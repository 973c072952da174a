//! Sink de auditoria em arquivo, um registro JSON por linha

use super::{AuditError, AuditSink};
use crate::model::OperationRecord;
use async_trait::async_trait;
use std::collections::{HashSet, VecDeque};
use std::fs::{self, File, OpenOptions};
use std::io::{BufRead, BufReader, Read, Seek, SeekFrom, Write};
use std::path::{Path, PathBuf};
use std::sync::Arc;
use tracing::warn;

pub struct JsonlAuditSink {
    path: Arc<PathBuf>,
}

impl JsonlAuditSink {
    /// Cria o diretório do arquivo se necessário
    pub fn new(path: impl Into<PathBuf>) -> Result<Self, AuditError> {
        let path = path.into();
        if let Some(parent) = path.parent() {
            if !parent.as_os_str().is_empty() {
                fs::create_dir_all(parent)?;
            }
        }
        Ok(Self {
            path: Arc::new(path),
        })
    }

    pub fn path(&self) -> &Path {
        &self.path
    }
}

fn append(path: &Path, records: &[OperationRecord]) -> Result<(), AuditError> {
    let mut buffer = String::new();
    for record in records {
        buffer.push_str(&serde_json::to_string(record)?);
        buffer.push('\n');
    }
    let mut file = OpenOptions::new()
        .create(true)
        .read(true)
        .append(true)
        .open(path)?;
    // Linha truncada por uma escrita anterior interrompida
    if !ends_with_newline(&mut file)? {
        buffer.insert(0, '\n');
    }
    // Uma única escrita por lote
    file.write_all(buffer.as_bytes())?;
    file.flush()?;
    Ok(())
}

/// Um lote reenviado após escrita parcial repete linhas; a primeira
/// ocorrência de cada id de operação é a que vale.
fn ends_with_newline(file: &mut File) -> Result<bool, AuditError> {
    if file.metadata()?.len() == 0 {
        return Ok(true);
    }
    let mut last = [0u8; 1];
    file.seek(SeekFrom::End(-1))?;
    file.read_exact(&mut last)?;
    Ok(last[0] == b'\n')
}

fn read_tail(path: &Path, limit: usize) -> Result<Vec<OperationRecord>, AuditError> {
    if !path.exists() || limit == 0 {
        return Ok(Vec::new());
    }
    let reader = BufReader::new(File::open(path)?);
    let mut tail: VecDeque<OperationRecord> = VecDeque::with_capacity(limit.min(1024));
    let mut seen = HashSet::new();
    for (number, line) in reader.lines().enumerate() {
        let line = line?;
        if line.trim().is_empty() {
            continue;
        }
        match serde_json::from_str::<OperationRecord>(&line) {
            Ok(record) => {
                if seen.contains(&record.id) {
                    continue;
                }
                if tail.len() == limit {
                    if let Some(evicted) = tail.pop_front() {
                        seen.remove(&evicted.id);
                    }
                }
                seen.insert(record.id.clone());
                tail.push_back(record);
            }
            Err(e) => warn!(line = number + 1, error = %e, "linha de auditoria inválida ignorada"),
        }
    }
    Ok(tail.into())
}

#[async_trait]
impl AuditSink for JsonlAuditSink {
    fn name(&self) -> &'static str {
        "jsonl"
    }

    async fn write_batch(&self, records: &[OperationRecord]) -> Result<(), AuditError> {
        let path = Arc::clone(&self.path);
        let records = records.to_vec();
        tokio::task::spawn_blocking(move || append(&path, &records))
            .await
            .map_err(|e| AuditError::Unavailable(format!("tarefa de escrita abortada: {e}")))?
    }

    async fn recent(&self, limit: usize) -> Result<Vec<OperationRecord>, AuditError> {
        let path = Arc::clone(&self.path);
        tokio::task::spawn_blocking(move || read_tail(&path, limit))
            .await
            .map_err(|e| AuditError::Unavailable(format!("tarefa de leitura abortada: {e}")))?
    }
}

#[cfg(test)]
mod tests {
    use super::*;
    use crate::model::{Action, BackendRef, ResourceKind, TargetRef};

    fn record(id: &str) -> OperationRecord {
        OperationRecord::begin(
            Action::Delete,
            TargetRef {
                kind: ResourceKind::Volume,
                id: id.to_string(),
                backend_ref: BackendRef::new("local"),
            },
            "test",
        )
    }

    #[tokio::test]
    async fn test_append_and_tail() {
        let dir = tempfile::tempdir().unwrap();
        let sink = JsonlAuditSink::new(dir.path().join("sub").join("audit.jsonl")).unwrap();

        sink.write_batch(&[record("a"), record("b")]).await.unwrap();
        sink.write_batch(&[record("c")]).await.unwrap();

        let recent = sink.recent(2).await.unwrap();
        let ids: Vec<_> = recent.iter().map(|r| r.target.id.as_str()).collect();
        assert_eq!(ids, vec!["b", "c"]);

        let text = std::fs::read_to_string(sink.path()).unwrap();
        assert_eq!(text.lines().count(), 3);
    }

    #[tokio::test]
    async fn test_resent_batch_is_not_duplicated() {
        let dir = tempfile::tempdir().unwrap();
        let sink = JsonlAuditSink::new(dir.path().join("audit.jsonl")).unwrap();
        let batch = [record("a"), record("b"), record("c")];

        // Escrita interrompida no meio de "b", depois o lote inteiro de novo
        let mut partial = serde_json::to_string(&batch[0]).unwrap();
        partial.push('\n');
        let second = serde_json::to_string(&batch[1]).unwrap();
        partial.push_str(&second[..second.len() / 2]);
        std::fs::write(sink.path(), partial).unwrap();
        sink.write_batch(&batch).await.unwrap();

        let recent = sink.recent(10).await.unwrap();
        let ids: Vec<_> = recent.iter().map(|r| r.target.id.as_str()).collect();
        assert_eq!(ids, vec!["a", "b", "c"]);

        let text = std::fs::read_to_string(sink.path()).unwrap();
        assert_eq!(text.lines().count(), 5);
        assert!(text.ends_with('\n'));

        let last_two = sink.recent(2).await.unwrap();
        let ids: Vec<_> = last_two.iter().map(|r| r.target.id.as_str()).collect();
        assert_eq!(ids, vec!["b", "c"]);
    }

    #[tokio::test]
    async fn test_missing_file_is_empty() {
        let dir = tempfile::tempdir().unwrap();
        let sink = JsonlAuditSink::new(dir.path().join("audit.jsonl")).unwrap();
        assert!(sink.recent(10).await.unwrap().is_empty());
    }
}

Brief: Pick out and copy the lines of the entries that hold the string "warn".

Answer for the task:
use tracing::warn;
            Err(e) => warn!(line = number + 1, error = %e, "linha de auditoria inválida ignorada"),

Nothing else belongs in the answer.